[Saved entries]
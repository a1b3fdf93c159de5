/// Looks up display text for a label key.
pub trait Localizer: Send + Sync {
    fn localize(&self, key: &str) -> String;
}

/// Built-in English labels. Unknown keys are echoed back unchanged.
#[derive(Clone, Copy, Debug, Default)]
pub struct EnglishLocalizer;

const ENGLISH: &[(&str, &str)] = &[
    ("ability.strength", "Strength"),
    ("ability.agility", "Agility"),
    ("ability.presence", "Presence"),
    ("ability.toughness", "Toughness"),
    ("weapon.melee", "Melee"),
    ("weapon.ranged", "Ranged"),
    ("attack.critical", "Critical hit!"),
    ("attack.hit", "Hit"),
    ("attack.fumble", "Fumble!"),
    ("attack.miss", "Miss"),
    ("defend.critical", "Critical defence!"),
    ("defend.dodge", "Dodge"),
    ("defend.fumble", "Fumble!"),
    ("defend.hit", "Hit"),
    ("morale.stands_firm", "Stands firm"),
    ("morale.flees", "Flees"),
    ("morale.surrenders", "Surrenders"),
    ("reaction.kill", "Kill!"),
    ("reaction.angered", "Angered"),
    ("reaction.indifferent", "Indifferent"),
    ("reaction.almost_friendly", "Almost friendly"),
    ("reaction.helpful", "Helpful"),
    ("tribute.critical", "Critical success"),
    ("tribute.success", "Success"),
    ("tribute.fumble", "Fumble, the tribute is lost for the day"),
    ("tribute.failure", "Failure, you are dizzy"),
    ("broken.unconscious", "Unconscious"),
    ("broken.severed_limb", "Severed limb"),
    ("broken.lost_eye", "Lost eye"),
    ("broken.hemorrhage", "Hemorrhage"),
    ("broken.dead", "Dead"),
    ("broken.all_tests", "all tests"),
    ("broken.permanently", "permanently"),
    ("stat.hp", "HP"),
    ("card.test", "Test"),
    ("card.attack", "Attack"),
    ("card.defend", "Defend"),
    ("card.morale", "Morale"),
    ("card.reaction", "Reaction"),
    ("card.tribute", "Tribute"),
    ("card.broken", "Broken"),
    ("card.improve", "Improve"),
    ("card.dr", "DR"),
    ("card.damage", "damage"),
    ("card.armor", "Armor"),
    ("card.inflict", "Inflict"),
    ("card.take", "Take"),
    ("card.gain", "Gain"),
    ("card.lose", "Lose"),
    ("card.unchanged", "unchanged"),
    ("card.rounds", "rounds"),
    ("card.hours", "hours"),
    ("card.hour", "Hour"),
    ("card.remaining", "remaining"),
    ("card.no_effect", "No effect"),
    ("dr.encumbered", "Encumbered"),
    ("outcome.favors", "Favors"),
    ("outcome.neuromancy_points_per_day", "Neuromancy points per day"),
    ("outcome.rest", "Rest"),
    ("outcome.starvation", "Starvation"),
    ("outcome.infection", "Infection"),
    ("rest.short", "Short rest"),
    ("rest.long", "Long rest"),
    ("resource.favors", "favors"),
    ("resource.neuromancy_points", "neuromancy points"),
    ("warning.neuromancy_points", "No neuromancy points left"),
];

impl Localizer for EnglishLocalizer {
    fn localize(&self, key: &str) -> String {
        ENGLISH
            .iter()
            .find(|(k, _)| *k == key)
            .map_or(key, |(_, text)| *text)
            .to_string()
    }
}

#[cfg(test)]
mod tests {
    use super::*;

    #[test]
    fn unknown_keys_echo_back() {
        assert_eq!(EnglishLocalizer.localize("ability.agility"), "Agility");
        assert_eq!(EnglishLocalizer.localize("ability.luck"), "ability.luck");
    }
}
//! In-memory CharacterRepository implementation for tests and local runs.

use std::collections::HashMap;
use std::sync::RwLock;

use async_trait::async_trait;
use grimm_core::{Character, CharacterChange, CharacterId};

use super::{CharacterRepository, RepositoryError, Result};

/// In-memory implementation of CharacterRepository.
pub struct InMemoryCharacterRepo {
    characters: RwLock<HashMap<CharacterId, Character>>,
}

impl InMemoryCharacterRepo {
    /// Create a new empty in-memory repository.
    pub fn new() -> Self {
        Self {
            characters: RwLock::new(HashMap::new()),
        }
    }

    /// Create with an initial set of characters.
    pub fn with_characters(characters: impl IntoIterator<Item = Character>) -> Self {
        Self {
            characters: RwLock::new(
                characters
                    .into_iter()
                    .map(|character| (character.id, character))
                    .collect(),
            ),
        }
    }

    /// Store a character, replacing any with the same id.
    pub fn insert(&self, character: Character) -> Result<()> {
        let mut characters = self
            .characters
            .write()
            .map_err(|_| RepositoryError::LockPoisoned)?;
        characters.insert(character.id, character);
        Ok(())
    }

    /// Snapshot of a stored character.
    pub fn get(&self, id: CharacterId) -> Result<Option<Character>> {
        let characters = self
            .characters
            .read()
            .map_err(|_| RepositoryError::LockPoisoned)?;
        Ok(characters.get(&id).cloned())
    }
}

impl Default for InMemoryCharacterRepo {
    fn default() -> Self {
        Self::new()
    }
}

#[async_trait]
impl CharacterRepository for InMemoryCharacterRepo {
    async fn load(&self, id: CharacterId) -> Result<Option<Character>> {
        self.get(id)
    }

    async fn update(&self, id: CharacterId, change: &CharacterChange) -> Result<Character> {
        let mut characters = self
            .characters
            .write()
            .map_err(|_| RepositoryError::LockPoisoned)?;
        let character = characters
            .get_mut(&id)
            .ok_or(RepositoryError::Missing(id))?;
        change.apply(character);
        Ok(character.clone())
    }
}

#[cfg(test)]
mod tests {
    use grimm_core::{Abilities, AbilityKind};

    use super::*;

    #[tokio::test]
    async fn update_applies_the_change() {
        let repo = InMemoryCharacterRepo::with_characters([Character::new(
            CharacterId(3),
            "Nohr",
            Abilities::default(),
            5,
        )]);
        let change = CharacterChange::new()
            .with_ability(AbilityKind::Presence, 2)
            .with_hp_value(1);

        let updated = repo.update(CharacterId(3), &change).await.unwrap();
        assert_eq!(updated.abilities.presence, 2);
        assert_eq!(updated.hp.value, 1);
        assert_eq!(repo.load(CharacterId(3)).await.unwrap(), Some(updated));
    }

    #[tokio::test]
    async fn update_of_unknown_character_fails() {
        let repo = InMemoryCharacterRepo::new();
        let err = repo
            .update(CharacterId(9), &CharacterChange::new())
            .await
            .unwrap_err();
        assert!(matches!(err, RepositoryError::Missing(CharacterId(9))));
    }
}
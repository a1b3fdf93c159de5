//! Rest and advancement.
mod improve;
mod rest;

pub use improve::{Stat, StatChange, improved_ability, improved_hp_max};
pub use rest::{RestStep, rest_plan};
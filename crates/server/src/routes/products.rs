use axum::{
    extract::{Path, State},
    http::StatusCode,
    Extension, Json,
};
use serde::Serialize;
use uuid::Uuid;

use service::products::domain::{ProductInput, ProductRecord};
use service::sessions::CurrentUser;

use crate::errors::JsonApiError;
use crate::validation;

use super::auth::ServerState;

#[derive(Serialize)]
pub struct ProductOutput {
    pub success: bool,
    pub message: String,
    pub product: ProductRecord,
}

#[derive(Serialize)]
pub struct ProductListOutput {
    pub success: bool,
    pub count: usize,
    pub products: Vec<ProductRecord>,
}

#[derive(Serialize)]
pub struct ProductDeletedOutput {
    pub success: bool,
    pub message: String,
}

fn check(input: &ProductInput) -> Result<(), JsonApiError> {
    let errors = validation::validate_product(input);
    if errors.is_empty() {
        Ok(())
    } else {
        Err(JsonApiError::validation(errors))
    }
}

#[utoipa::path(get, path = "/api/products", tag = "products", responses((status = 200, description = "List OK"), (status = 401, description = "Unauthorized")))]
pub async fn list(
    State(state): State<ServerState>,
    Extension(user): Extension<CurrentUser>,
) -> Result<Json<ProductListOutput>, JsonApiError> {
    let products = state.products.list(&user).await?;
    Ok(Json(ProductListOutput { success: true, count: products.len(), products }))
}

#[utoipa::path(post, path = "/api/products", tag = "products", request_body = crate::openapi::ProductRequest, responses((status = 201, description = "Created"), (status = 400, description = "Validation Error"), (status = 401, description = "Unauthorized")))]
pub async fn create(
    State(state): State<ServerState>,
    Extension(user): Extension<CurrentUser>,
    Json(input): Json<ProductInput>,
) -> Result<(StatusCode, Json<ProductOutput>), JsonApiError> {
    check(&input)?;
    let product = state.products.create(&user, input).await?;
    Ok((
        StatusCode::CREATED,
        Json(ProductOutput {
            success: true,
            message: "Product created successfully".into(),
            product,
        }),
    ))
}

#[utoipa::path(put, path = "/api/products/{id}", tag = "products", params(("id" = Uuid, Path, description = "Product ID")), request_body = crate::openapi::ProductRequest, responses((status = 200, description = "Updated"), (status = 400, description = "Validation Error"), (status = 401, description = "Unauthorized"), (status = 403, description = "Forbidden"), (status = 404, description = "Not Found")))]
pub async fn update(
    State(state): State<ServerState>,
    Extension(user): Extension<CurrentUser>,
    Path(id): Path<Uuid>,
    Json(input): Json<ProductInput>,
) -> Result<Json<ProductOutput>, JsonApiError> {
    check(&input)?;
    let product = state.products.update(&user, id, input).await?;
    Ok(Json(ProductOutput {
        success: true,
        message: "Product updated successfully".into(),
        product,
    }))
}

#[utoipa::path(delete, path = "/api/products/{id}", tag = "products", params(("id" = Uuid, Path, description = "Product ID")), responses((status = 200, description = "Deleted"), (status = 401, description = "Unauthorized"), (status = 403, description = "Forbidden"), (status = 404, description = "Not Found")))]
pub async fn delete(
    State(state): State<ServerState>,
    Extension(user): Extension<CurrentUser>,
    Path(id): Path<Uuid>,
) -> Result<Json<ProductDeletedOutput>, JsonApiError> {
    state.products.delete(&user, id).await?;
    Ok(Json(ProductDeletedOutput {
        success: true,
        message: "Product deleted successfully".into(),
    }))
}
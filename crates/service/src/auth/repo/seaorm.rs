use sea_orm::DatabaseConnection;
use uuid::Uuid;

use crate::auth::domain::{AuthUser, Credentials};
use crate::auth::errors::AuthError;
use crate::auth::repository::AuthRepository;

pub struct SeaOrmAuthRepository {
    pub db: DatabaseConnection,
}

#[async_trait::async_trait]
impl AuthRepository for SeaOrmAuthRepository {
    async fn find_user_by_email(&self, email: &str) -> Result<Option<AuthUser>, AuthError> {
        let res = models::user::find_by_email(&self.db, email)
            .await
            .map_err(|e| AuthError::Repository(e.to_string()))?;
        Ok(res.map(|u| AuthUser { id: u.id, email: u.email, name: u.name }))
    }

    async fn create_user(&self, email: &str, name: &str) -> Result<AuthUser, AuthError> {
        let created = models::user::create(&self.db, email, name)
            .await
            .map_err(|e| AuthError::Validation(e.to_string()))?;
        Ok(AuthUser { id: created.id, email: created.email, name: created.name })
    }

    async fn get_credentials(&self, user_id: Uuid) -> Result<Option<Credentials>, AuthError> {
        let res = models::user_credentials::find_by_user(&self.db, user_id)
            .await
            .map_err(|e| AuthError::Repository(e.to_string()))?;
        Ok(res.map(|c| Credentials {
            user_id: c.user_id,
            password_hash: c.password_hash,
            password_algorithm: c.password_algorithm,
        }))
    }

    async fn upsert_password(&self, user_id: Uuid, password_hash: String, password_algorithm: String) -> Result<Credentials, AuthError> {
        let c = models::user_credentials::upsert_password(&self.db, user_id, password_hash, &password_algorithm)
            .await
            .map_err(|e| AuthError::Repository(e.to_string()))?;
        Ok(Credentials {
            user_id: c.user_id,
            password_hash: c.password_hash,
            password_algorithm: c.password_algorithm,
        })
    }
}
==
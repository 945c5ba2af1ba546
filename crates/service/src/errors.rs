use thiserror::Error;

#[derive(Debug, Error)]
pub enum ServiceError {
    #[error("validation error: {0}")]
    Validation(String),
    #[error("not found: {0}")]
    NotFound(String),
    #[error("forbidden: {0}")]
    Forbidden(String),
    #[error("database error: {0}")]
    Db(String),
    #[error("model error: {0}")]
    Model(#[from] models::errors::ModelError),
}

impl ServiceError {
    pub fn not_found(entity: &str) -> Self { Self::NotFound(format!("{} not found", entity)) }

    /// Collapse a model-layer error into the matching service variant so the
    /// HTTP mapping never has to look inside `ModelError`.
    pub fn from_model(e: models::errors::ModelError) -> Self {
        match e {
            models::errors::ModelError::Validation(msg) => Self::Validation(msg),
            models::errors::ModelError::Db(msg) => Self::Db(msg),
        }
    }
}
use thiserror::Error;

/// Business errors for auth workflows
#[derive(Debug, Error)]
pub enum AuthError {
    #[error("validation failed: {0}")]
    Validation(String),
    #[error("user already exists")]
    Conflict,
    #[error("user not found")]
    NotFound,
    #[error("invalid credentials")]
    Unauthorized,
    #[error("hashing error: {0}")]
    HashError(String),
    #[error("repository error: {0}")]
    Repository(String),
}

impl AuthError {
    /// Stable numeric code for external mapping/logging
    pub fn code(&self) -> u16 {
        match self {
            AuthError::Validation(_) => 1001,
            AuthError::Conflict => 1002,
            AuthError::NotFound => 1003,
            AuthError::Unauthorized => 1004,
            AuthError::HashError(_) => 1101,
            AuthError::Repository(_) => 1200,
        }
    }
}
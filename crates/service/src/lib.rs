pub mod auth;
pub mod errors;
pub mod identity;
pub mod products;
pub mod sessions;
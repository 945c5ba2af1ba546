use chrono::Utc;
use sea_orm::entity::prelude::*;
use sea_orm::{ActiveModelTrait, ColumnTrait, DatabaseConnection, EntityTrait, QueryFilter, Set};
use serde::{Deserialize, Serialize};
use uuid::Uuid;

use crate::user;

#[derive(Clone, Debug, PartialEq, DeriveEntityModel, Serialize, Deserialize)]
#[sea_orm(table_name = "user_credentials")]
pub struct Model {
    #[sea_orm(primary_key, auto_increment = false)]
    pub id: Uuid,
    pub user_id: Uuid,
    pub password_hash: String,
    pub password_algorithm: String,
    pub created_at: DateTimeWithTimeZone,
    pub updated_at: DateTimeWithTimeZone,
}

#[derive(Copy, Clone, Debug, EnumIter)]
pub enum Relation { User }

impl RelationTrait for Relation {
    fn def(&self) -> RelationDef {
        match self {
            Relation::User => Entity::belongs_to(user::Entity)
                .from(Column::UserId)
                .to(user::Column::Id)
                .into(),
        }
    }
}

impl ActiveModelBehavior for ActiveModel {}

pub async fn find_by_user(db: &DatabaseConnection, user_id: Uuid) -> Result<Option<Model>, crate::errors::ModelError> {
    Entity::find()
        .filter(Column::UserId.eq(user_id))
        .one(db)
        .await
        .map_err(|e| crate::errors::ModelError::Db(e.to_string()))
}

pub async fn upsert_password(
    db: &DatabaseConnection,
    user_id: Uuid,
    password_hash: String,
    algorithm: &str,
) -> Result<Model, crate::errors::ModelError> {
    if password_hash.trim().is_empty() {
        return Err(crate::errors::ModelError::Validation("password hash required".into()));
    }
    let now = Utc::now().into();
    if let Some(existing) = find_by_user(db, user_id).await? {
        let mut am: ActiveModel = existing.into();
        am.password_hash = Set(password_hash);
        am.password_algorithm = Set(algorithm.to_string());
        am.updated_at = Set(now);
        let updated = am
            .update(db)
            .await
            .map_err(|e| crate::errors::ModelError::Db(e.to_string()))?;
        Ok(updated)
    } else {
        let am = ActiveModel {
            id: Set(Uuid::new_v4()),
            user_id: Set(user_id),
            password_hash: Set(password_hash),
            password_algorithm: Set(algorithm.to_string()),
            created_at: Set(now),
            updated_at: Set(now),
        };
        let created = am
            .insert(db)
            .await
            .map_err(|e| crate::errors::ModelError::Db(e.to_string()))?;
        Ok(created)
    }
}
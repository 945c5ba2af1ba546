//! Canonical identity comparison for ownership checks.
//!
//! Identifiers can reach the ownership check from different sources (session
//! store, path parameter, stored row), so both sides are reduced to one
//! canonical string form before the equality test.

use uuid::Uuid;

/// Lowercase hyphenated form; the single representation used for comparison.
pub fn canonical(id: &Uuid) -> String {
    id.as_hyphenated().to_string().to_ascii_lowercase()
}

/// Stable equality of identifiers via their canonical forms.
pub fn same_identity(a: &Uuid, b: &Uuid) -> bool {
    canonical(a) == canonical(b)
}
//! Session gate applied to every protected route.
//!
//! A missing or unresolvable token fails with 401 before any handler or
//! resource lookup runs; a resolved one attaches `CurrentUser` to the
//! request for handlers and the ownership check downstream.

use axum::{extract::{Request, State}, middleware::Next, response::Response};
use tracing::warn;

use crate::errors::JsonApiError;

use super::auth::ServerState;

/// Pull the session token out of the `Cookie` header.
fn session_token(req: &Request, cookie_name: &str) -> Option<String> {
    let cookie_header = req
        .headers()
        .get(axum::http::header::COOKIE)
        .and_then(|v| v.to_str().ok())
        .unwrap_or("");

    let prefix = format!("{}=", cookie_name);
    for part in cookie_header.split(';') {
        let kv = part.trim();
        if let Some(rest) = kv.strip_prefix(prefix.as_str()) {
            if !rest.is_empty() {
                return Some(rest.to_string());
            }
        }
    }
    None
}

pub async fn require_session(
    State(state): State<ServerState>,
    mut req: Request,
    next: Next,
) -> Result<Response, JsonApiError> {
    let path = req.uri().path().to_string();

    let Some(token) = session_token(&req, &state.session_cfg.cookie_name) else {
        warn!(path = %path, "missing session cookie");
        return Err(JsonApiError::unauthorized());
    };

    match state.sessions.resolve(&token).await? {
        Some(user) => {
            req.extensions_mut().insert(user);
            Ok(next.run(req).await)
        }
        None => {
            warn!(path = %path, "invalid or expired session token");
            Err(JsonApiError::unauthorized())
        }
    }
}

Work order: For each line above that contains "broken", add one to a count, then state only the final number.

Answer to the problem: 8